== Information given ==
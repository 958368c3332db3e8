use chrono::Utc;
use serde::Deserialize;
use tracing::info;
use uuid::Uuid;

use crate::error::AppError;
use crate::models::request::{RequestStatus, ServiceRequest};
use crate::state::AppState;

#[derive(Debug, Clone, Copy, PartialEq, Deserialize)]
pub enum AssignMode {
    /// A notified candidate claims the request itself.
    SelfAccept,
    /// The requester hand-picks a provider; the notified-set check is
    /// bypassed and repeating the same assignment is a no-op success.
    RequesterAssign,
}

/// Claims a pending request for `candidate_id`.
///
/// The check-and-set of assignee/status runs entirely under the map's shard
/// write guard for this request, so under N concurrent calls exactly one
/// succeeds and the rest observe `AlreadyAssigned`. This is the only
/// serialization point in the engine; `cancel` goes through the same guard.
pub fn assign(
    state: &AppState,
    request_id: Uuid,
    candidate_id: Uuid,
    mode: AssignMode,
) -> Result<ServiceRequest, AppError> {
    let mut request = state
        .requests
        .get_mut(&request_id)
        .ok_or_else(|| AppError::NotFound(format!("request {request_id} not found")))?;

    let outcome = try_assign(&mut request, candidate_id, mode);

    let label = match &outcome {
        Ok(_) => "success",
        Err(AppError::AlreadyAssigned) => "already_assigned",
        Err(AppError::NotEligible) => "not_eligible",
        Err(_) => "error",
    };
    state
        .metrics
        .assignments_total
        .with_label_values(&[label])
        .inc();

    if outcome.is_ok() {
        info!(
            request_id = %request_id,
            provider_id = %candidate_id,
            mode = ?mode,
            "request assigned"
        );
    }

    outcome.map(|_| request.clone())
}

fn try_assign(
    request: &mut ServiceRequest,
    candidate_id: Uuid,
    mode: AssignMode,
) -> Result<(), AppError> {
    match mode {
        AssignMode::SelfAccept => {
            if request.assignee_id.is_some() {
                return Err(AppError::AlreadyAssigned);
            }
            if request.status != RequestStatus::Pending
                || !request.notified.contains(&candidate_id)
            {
                return Err(AppError::NotEligible);
            }
        }
        AssignMode::RequesterAssign => {
            // Repeating a won assignment is a no-op success.
            if request.status == RequestStatus::Assigned
                && request.assignee_id == Some(candidate_id)
            {
                return Ok(());
            }
            if request.assignee_id.is_some() {
                return Err(AppError::AlreadyAssigned);
            }
            if request.status != RequestStatus::Pending {
                return Err(AppError::InvalidTransition {
                    from: request.status.as_str(),
                    to: RequestStatus::Assigned.as_str(),
                });
            }
        }
    }

    request.assignee_id = Some(candidate_id);
    request.status = RequestStatus::Assigned;
    request.assigned_at = Some(Utc::now());
    Ok(())
}

pub fn start_pickup(state: &AppState, request_id: Uuid) -> Result<ServiceRequest, AppError> {
    transition(
        state,
        request_id,
        &[RequestStatus::Assigned],
        RequestStatus::PickedUp,
        |request| {
            request.picked_up_at = Some(Utc::now());
        },
    )
}

pub fn mark_in_transit(state: &AppState, request_id: Uuid) -> Result<ServiceRequest, AppError> {
    transition(
        state,
        request_id,
        &[RequestStatus::PickedUp],
        RequestStatus::InTransit,
        |request| {
            request.in_transit_at = Some(Utc::now());
        },
    )
}

pub fn mark_completed(state: &AppState, request_id: Uuid) -> Result<ServiceRequest, AppError> {
    transition(
        state,
        request_id,
        &[RequestStatus::PickedUp, RequestStatus::InTransit],
        RequestStatus::Completed,
        |request| {
            request.completed_at = Some(Utc::now());
        },
    )
}

/// Cancellation races against `assign` through the same per-request write
/// guard: whichever lands first wins, and a request can never end up both
/// cancelled and freshly assigned.
pub fn cancel(
    state: &AppState,
    request_id: Uuid,
    reason: Option<String>,
) -> Result<ServiceRequest, AppError> {
    transition(
        state,
        request_id,
        &[RequestStatus::Pending, RequestStatus::Assigned],
        RequestStatus::Cancelled,
        |request| {
            request.cancelled_at = Some(Utc::now());
            request.cancel_reason = reason;
        },
    )
}

pub fn reject(
    state: &AppState,
    request_id: Uuid,
    reason: Option<String>,
) -> Result<ServiceRequest, AppError> {
    transition(
        state,
        request_id,
        &[RequestStatus::Pending],
        RequestStatus::Rejected,
        |request| {
            request.rejected_at = Some(Utc::now());
            request.cancel_reason = reason;
        },
    )
}

pub fn fail(
    state: &AppState,
    request_id: Uuid,
    reason: Option<String>,
) -> Result<ServiceRequest, AppError> {
    transition(
        state,
        request_id,
        &[
            RequestStatus::Assigned,
            RequestStatus::PickedUp,
            RequestStatus::InTransit,
        ],
        RequestStatus::Failed,
        |request| {
            request.cancel_reason = reason;
        },
    )
}

/// Marks one waypoint done and reports whether the whole route is complete.
pub fn complete_waypoint(
    state: &AppState,
    request_id: Uuid,
    sequence: u32,
) -> Result<(ServiceRequest, bool), AppError> {
    let mut request = state
        .requests
        .get_mut(&request_id)
        .ok_or_else(|| AppError::NotFound(format!("request {request_id} not found")))?;

    if !request.status.is_in_progress() {
        return Err(AppError::InvalidTransition {
            from: request.status.as_str(),
            to: "waypoint completion",
        });
    }

    let waypoint = request
        .waypoints
        .iter_mut()
        .find(|wp| wp.sequence == sequence)
        .ok_or_else(|| AppError::NotFound(format!("waypoint {sequence} not found")))?;

    if !waypoint.completed {
        waypoint.completed = true;
        waypoint.completed_at = Some(Utc::now());
    }

    let route_complete = request.is_route_complete();
    Ok((request.clone(), route_complete))
}

fn transition<F>(
    state: &AppState,
    request_id: Uuid,
    allowed_from: &[RequestStatus],
    to: RequestStatus,
    apply: F,
) -> Result<ServiceRequest, AppError>
where
    F: FnOnce(&mut ServiceRequest),
{
    let mut request = state
        .requests
        .get_mut(&request_id)
        .ok_or_else(|| AppError::NotFound(format!("request {request_id} not found")))?;

    if !allowed_from.contains(&request.status) {
        return Err(AppError::InvalidTransition {
            from: request.status.as_str(),
            to: to.as_str(),
        });
    }

    let from = request.status;
    request.status = to;
    apply(&mut request);
    info!(
        request_id = %request_id,
        from = from.as_str(),
        to = request.status.as_str(),
        "request transitioned"
    );
    Ok(request.clone())
}
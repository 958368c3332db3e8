use axum::http::StatusCode;
use axum::response::{IntoResponse, Response};
use axum::Json;
use serde_json::json;
use thiserror::Error;

#[derive(Debug, Error)]
pub enum AppError {
    #[error("not found: {0}")]
    NotFound(String),

    #[error("bad request: {0}")]
    BadRequest(String),

    #[error("invalid coordinate: lat {lat}, lng {lng}")]
    InvalidCoordinate { lat: f64, lng: f64 },

    #[error("candidate is not eligible to accept this request")]
    NotEligible,

    #[error("request is already assigned")]
    AlreadyAssigned,

    #[error("invalid transition: {from} -> {to}")]
    InvalidTransition { from: &'static str, to: &'static str },

    #[error("invalid input: {0}")]
    InvalidInput(String),

    #[error("internal error: {0}")]
    Internal(String),
}

impl IntoResponse for AppError {
    fn into_response(self) -> Response {
        let (status, message) = match &self {
            AppError::NotFound(msg) => (StatusCode::NOT_FOUND, msg.clone()),
            AppError::BadRequest(msg) => (StatusCode::BAD_REQUEST, msg.clone()),
            AppError::InvalidCoordinate { .. } => (StatusCode::BAD_REQUEST, self.to_string()),
            AppError::NotEligible => (StatusCode::FORBIDDEN, self.to_string()),
            AppError::AlreadyAssigned => (StatusCode::CONFLICT, self.to_string()),
            AppError::InvalidTransition { .. } => (StatusCode::CONFLICT, self.to_string()),
            AppError::InvalidInput(msg) => (StatusCode::UNPROCESSABLE_ENTITY, msg.clone()),
            AppError::Internal(msg) => (StatusCode::INTERNAL_SERVER_ERROR, msg.clone()),
        };

        let body = Json(json!({
            "error": message
        }));

        (status, body).into_response()
    }
}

== Directions for this task ==
Scan the records above. Return every line with "label" in it.

== Task result ==
    let label = match &outcome {
        .with_label_values(&[label])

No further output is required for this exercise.